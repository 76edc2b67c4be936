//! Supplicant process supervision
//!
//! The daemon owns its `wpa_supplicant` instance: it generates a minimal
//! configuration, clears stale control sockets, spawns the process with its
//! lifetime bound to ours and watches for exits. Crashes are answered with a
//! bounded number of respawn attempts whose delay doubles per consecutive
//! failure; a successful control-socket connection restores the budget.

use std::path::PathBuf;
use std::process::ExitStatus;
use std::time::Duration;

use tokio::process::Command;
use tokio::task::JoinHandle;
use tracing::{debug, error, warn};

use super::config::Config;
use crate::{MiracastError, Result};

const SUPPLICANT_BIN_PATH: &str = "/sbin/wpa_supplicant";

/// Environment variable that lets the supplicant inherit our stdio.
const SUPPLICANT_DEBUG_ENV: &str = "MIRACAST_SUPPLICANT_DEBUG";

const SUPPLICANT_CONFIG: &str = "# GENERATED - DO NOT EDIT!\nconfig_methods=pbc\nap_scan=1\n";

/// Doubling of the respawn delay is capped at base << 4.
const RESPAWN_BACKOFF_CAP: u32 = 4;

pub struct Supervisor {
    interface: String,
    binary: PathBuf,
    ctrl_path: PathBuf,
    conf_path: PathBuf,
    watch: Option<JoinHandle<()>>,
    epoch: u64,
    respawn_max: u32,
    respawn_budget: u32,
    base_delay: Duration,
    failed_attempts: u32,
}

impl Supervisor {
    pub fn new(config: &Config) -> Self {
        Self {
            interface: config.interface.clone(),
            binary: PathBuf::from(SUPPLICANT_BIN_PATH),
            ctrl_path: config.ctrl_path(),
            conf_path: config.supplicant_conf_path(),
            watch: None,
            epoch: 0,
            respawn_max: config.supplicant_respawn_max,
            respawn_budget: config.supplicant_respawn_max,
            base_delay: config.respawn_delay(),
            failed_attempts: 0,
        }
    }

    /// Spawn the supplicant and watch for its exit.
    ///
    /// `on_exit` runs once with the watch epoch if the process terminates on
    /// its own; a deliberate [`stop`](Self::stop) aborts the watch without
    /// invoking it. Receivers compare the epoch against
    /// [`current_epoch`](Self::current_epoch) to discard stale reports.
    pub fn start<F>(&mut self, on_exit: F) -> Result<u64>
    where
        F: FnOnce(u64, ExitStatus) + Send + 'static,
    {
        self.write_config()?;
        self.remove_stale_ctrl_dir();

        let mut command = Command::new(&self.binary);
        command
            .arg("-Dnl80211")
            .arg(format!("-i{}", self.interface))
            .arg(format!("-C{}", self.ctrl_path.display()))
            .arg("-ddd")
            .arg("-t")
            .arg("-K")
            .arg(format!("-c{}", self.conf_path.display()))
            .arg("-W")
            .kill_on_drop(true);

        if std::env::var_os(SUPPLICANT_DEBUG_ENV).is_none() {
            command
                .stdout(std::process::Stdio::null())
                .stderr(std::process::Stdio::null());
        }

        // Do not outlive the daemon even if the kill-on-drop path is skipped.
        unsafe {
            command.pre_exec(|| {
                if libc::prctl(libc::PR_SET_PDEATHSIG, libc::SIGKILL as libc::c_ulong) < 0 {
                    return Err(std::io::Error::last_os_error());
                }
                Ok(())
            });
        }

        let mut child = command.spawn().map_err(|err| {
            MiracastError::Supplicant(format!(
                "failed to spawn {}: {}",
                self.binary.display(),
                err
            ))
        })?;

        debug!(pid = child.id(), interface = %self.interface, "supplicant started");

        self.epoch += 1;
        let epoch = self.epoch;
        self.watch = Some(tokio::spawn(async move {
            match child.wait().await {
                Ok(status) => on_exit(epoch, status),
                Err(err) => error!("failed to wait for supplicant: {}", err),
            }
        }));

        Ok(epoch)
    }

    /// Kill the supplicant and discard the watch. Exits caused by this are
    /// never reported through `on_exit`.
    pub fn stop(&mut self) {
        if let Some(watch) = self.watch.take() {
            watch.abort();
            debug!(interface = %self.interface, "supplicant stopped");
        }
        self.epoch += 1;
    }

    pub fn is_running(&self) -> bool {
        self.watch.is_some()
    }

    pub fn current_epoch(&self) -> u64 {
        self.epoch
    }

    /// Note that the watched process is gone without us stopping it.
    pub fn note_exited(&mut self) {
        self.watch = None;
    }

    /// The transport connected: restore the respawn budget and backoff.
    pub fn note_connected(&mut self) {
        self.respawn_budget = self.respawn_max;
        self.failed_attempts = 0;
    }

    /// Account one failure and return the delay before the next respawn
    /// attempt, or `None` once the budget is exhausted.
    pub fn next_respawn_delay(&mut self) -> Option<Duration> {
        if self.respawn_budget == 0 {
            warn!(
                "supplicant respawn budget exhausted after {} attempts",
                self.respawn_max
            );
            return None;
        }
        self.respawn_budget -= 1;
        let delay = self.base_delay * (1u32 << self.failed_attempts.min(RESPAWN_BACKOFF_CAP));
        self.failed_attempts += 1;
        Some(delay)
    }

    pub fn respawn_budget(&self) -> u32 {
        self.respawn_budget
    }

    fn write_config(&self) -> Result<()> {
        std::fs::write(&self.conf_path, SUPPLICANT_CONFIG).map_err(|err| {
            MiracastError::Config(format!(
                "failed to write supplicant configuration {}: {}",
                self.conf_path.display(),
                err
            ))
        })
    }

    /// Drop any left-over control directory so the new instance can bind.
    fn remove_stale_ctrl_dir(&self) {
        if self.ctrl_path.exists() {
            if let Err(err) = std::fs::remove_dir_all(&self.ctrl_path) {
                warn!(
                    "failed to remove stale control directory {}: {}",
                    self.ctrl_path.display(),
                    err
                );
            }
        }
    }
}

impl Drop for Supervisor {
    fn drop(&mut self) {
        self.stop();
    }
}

WHAT THE TASK ASKS: When the word "Supervisor" shows up in a line of the entries, report that line.

TASK SOLUTION:
pub struct Supervisor {
impl Supervisor {
impl Drop for Supervisor {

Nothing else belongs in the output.